Identification and functional validation of a grapevine downy mildew resistant NLR gene through biparental graph-based forward genetics

Abstract

Grape downy mildew, caused by the oomycete Plasmopara viticola, is one of the major diseases threatening the viticulture industry. Discovery and functional characterization of resistance genes are key factors for enhancing DM resistance in grapevine. In this study, F1 and BC1 crossing populations were generated by crossing V. vinifera ‘Cabernet Sauvignon’ and V. amurensis Shanghong”. Resistant/susceptible individuals were observed and scored among the BC1 population. In the mean time, we assembled the haplotype-resolved genomes of the parents for the mapping population. Genome-wide synteny analysis revealed extensive SNVs and SVs between haplotypes, highlighting the high heterozygosity and structural complexity of Vitis genomes.
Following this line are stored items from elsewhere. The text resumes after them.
use std::time::Duration;

use anyhow::{anyhow, bail, Result};
use async_trait::async_trait;
use reqwest::Client;
use serde::{Deserialize, Serialize};
use tracing::{debug, info};

use super::{GenerativeBackend, TextReply};
use crate::config::Config;
use crate::image::ImageRef;
use crate::state::{Message, Quality, Role};

pub const DEFAULT_API_BASE: &str = "https://generativelanguage.googleapis.com/v1beta";

#[derive(Serialize)]
#[serde(rename_all = "camelCase")]
struct GenerateContentRequest {
    contents: Vec<Content>,
    #[serde(skip_serializing_if = "Vec::is_empty")]
    tools: Vec<Tool>,
    #[serde(skip_serializing_if = "Option::is_none")]
    generation_config: Option<GenerationConfig>,
}

#[derive(Serialize, Deserialize, Debug, Clone, Default)]
struct Content {
    #[serde(default, skip_serializing_if = "Option::is_none")]
    role: Option<String>,
    #[serde(default)]
    parts: Vec<Part>,
}

#[derive(Serialize, Deserialize, Debug, Clone, Default)]
#[serde(rename_all = "camelCase")]
struct Part {
    #[serde(default, skip_serializing_if = "Option::is_none")]
    text: Option<String>,
    #[serde(default, alias = "inline_data", skip_serializing_if = "Option::is_none")]
    inline_data: Option<InlineData>,
}

impl Part {
    fn text(text: &str) -> Self {
        Self {
            text: Some(text.to_string()),
            inline_data: None,
        }
    }
}

#[derive(Serialize, Deserialize, Debug, Clone)]
#[serde(rename_all = "camelCase")]
struct InlineData {
    #[serde(alias = "mime_type")]
    mime_type: String,
    data: String,
}

#[derive(Serialize)]
struct Tool {
    google_search: GoogleSearch,
}

#[derive(Serialize)]
struct GoogleSearch {}

#[derive(Serialize)]
#[serde(rename_all = "camelCase")]
struct GenerationConfig {
    response_modalities: Vec<&'static str>,
    #[serde(skip_serializing_if = "Option::is_none")]
    image_config: Option<ImageConfig>,
}

#[derive(Serialize)]
#[serde(rename_all = "camelCase")]
struct ImageConfig {
    image_size: &'static str,
}

#[derive(Deserialize, Debug, Default)]
#[serde(rename_all = "camelCase")]
struct GenerateContentResponse {
    #[serde(default)]
    candidates: Vec<Candidate>,
}

#[derive(Deserialize, Debug, Default)]
#[serde(rename_all = "camelCase")]
struct Candidate {
    #[serde(default)]
    content: Option<Content>,
    #[serde(default)]
    grounding_metadata: Option<GroundingMetadata>,
}

#[derive(Deserialize, Debug, Default)]
#[serde(rename_all = "camelCase")]
struct GroundingMetadata {
    #[serde(default)]
    grounding_chunks: Vec<GroundingChunk>,
}

#[derive(Deserialize, Debug, Default)]
struct GroundingChunk {
    #[serde(default)]
    web: Option<WebSource>,
}

#[derive(Deserialize, Debug, Default)]
struct WebSource {
    #[serde(default)]
    uri: Option<String>,
}

/// Model names used for each capability
#[derive(Debug, Clone, PartialEq, Eq)]
pub struct GeminiModels {
    pub text: String,
    pub basic_image: String,
    pub ultra_image: String,
}

impl GeminiModels {
    fn image_model(&self, quality: Quality) -> &str {
        match quality {
            Quality::Basic => &self.basic_image,
            Quality::Ultra => &self.ultra_image,
        }
    }
}

#[derive(Clone)]
pub struct GeminiClient {
    client: Client,
    api_key: String,
    api_base: String,
    models: GeminiModels,
}

impl GeminiClient {
    pub fn from_config(config: &Config, api_key: &str) -> Result<Self> {
        let mut builder = Client::builder();
        if let Some(secs) = config.request_timeout_secs {
            builder = builder.timeout(Duration::from_secs(secs));
        }

        Ok(Self {
            client: builder.build()?,
            api_key: api_key.to_string(),
            api_base: config.api_base.trim_end_matches('/').to_string(),
            models: config.models(),
        })
    }

    fn endpoint(&self, model: &str) -> String {
        let model = model.trim();
        let model_path = if model.starts_with("models/") {
            model.to_string()
        } else {
            format!("models/{}", model)
        };
        format!("{}/{}:generateContent", self.api_base, model_path)
    }

    async fn generate_content(
        &self,
        model: &str,
        request: &GenerateContentRequest,
    ) -> Result<GenerateContentResponse> {
        debug!(model, turns = request.contents.len(), "gemini request");

        let response = self
            .client
            .post(self.endpoint(model))
            .query(&[("key", &self.api_key)])
            .json(request)
            .send()
            .await?;

        if !response.status().is_success() {
            let status = response.status();
            let text = response.text().await.unwrap_or_default();
            return Err(anyhow!("Gemini API error {}: {}", status, text));
        }

        Ok(response.json().await?)
    }
}

#[async_trait]
impl GenerativeBackend for GeminiClient {
    async fn generate_text(
        &self,
        prompt: &str,
        history: &[Message],
        use_search: bool,
    ) -> Result<TextReply> {
        let mut contents = history_contents(history);
        contents.push(Content {
            role: Some("user".to_string()),
            parts: vec![Part::text(prompt)],
        });

        let request = GenerateContentRequest {
            contents,
            tools: if use_search {
                vec![Tool {
                    google_search: GoogleSearch {},
                }]
            } else {
                Vec::new()
            },
            generation_config: None,
        };

        let response = self.generate_content(&self.models.text, &request).await?;
        let reply = extract_text_reply(response)?;
        info!(
            chars = reply.text.len(),
            sources = reply.source_urls.len(),
            "text response received"
        );
        Ok(reply)
    }

    async fn generate_image(&self, prompt: &str, quality: Quality) -> Result<ImageRef> {
        let request = GenerateContentRequest {
            contents: vec![Content {
                role: Some("user".to_string()),
                parts: vec![Part::text(prompt)],
            }],
            tools: Vec::new(),
            generation_config: Some(GenerationConfig {
                response_modalities: vec!["IMAGE"],
                image_config: match quality {
                    Quality::Ultra => Some(ImageConfig { image_size: "4K" }),
                    Quality::Basic => None,
                },
            }),
        };

        let model = self.models.image_model(quality);
        let image = extract_image(self.generate_content(model, &request).await?)?;
        info!(quality = quality.as_str(), bytes = image.approx_size(), "image generated");
        Ok(image)
    }

    async fn edit_image(
        &self,
        image: &ImageRef,
        mime_type: &str,
        instruction: &str,
    ) -> Result<ImageRef> {
        let request = GenerateContentRequest {
            contents: vec![Content {
                role: Some("user".to_string()),
                parts: vec![
                    Part {
                        text: None,
                        inline_data: Some(InlineData {
                            mime_type: mime_type.to_string(),
                            data: image.payload().to_string(),
                        }),
                    },
                    Part::text(instruction),
                ],
            }],
            tools: Vec::new(),
            generation_config: Some(GenerationConfig {
                response_modalities: vec!["TEXT", "IMAGE"],
                image_config: None,
            }),
        };

        let edited = extract_image(
            self.generate_content(&self.models.basic_image, &request)
                .await?,
        )?;
        info!(bytes = edited.approx_size(), "image edited");
        Ok(edited)
    }
}

/// Prior turns as API contents. System notes and empty turns are not sent.
fn history_contents(history: &[Message]) -> Vec<Content> {
    history
        .iter()
        .filter(|m| !m.text.trim().is_empty())
        .filter_map(|m| {
            let role = match m.role {
                Role::User => "user",
                Role::Model => "model",
                Role::System => return None,
            };
            Some(Content {
                role: Some(role.to_string()),
                parts: vec![Part::text(&m.text)],
            })
        })
        .collect()
}

fn extract_text_reply(response: GenerateContentResponse) -> Result<TextReply> {
    let Some(candidate) = response.candidates.into_iter().next() else {
        bail!("Gemini returned no candidates");
    };

    let text = candidate
        .content
        .map(|content| {
            content
                .parts
                .into_iter()
                .filter_map(|part| part.text)
                .collect::<String>()
        })
        .unwrap_or_default();

    let mut source_urls: Vec<String> = Vec::new();
    let chunks = candidate
        .grounding_metadata
        .map(|metadata| metadata.grounding_chunks)
        .unwrap_or_default();
    for uri in chunks.into_iter().filter_map(|c| c.web.and_then(|w| w.uri)) {
        if !source_urls.contains(&uri) {
            source_urls.push(uri);
        }
    }

    if text.is_empty() && source_urls.is_empty() {
        bail!("Gemini returned an empty response");
    }

    Ok(TextReply { text, source_urls })
}

fn extract_image(response: GenerateContentResponse) -> Result<ImageRef> {
    if response.candidates.is_empty() {
        bail!("Gemini returned no candidates");
    }

    let inline = response
        .candidates
        .into_iter()
        .filter_map(|candidate| candidate.content)
        .flat_map(|content| content.parts)
        .find_map(|part| part.inline_data.filter(|data| !data.data.is_empty()))
        .ok_or_else(|| anyhow!("Gemini response contained no image"))?;

    Ok(ImageRef::from_base64(&inline.mime_type, &inline.data)?)
}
In addition, BiPG provides a more comprehensive representation of genomic variation between V. vinifera and V. amurensis, enabling finer mapping resolution. As a result, a DM resistant QTL was mapped on chromosome 7, and a group of resistant candidate genes were identified in this locus. Using bioinformatic analysis and gene mining strategy, a canonical CC-type NLR gene was, designated as Rpv-vnf1 was identified and isolated in the putative DM locus region. Functional analysis revealed that this gene can confer grapevine resistance to downy mildew. This research provides an efficient framework for high-resolution genotyping and gene mining in the complex grape genome. Identification, isolation and characterization of Rpv-vnf1 provides a valuable target of grapevine resistance breeding and basis for elucidating effector-triggered immunity (ETI) mechanisms.